La secretaría de educación de Soacha aclara que su presupuesto ni siquiera les alcanza para cubrir todos los sueldos de los profesores, y mucho menos para tener reemplazos. Por eso, no es extraño que los alumnos del Julio César Turbay estén solos durante alguna hora de clase, a falta de algún maestro. “Tenemos que pedirle un refuerzo al ministerio para cubrir la nómina”, señala José Yhoan Alfonso, quien está al frente de esa dependencia. Pero lamenta que las escuelas de la zona están en la cola de las prioridades en Colombia. “Soacha tiene el penúltimo peor presupuesto educativo por estudiante en todo el país”, resalta el funcionario.
Ante las carencias de las instituciones y de los hogares, los adolescentes van perdiendo las esperanzas de un futuro distinto al de sus padres, entre edificaciones de paredes despintadas sin zonas verdes. Pese a los esfuerzos de educadores como Rodríguez, los cambios que se intentan llevar a cabo en los colegios parecen pocos ante el panorama desafiante de miles de jóvenes de escasos recursos. “Intentamos motivarlos con historias de éxito de nuestros egresados”, declara Rodríguez, quien no pierde ocasión para celebrar los triunfos de cada alumno que pisa la institución.

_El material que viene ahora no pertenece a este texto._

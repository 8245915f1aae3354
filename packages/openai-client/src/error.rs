//! Errors from the embeddings client.

use thiserror::Error;

/// Result type for embedding requests.
pub type Result<T> = std::result::Result<T, OpenAIError>;

#[derive(Debug, Error)]
pub enum OpenAIError {
    /// Transport failure: connect, timeout, TLS, client construction
    #[error("embedding request failed: {0}")]
    Http(#[source] reqwest::Error),

    /// Non-2xx answer, with the message from the API error envelope
    #[error("OpenAI embedding error ({status}): {message}")]
    Api { status: u16, message: String },

    /// Body was not a valid embeddings response
    #[error("invalid embeddings response: {0}")]
    Decode(#[source] reqwest::Error),

    /// Fewer or more vectors than inputs
    #[error("expected {expected} embeddings, got {got}")]
    CountMismatch { expected: usize, got: usize },
}

impl OpenAIError {
    /// Whether the request hit the client timeout.
    pub fn is_timeout(&self) -> bool {
        matches!(self, Self::Http(e) if e.is_timeout())
    }
}
//! API keys held in secure memory.
//!
//! Uses the `secrecy` crate so keys never show up in logs or debug output.

use secrecy::{ExposeSecret, SecretBox};
use std::fmt;

/// A secret string that won't be logged or displayed.
pub struct SecretString(SecretBox<str>);

impl SecretString {
    pub fn new(value: impl Into<String>) -> Self {
        Self(SecretBox::new(Box::from(value.into().as_str())))
    }

    /// Expose the secret value.
    ///
    /// Only call this at the point of use (building a request header).
    pub fn expose(&self) -> &str {
        self.0.expose_secret()
    }

    pub fn is_empty(&self) -> bool {
        self.expose().trim().is_empty()
    }
}

impl Clone for SecretString {
    fn clone(&self) -> Self {
        Self::new(self.expose())
    }
}

impl fmt::Debug for SecretString {
    fn fmt(&self, f: &mut fmt::Formatter<'_>) -> fmt::Result {
        f.write_str("[REDACTED]")
    }
}

impl fmt::Display for SecretString {
    fn fmt(&self, f: &mut fmt::Formatter<'_>) -> fmt::Result {
        f.write_str("[REDACTED]")
    }
}

impl From<String> for SecretString {
    fn from(s: String) -> Self {
        Self::new(s)
    }
}

impl From<&str> for SecretString {
    fn from(s: &str) -> Self {
        Self::new(s)
    }
}

/// Key, model and endpoint for a hosted embedding model.
#[derive(Clone)]
pub struct EmbeddingCredentials {
    pub api_key: SecretString,
    pub model: String,
    /// Override for proxies and compatible providers
    pub base_url: Option<String>,
}

impl EmbeddingCredentials {
    pub fn new(api_key: impl Into<String>, model: impl Into<String>) -> Self {
        Self {
            api_key: SecretString::new(api_key),
            model: model.into(),
            base_url: None,
        }
    }

    pub fn with_base_url(mut self, url: impl Into<String>) -> Self {
        self.base_url = Some(url.into());
        self
    }
}

impl fmt::Debug for EmbeddingCredentials {
    fn fmt(&self, f: &mut fmt::Formatter<'_>) -> fmt::Result {
        f.debug_struct("EmbeddingCredentials")
            .field("api_key", &"[REDACTED]")
            .field("model", &self.model)
            .field("base_url", &self.base_url)
            .finish()
    }
}

#[cfg(test)]
mod tests {
    use super::*;

    #[test]
    fn test_secret_is_redacted() {
        let secret = SecretString::new("sk-super-secret-key");
        assert_eq!(format!("{:?}", secret), "[REDACTED]");
        assert_eq!(format!("{}", secret), "[REDACTED]");
        assert_eq!(secret.expose(), "sk-super-secret-key");
    }

    #[test]
    fn test_blank_secret() {
        assert!(SecretString::new("   ").is_empty());
        assert!(!SecretString::from("sk-x").is_empty());
    }

    #[test]
    fn test_credentials_debug_hides_key() {
        let creds = EmbeddingCredentials::new("sk-secret", "text-embedding-3-small")
            .with_base_url("http://localhost:8080/v1");
        let debug = format!("{:?}", creds);
        assert!(!debug.contains("sk-secret"));
        assert!(debug.contains("text-embedding-3-small"));
        assert!(debug.contains("localhost:8080"));
    }
}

El maestro se ha aliado con quienes intentan ayudar a cambiar la vida de los estudiantes. Por eso, le abrió las puertas la Fundación Apoyar, una organización dedicada a brindar soporte en procesos educativos y de desarrollo para niños y jóvenes en Colombia. Desde hace poco más de dos años, la ONG ayuda los estudiantes que tienen problemas en el colegio con acompañamiento académico y psicosocial, y la oferta de actividades culturales. “Es un esfuerzo para que los chicos sigan adelante con su educación y puedan emplear el tiempo de manera sana”, recalca Mayerly Donato, jefa del proyecto. Durante su estancia en la institución, la fundación inició un grupo de batucada para alentar a los adolescentes por medio de la música, y ha impactado a más de 200 estudiantes para que continúen sus estudios en mejores condiciones.
Soñar sin permiso
Cada esfuerzo de las organizaciones, profesores y dirigentes a quienes les importa su trabajo, van encaminados a que los jóvenes del municipio puedan desarrollar sus proyectos de vida. A que Cano se convierta en azafata o entre al ejército como lo desea, y que Ramírez se atreva a fantasear con una vida diferente para él y su familia. Así lo ve Rodríguez desde su oficina de la rectoría en el centro Julio Cesar Turbay. “El sueño que se persigue es que todos los niños, niñas y jóvenes se conviertan en lo que quieran ser sin importar de donde vengan”, resalta con ilusión. Él es un convencido de que las aspiraciones juveniles se pueden lograr. Lo confirmó cuando, sin recursos, logró hacerse maestro, y cuando vio a Gustavo Petro, uno de sus compañeros del colegio, convertirse en presidente de Colombia.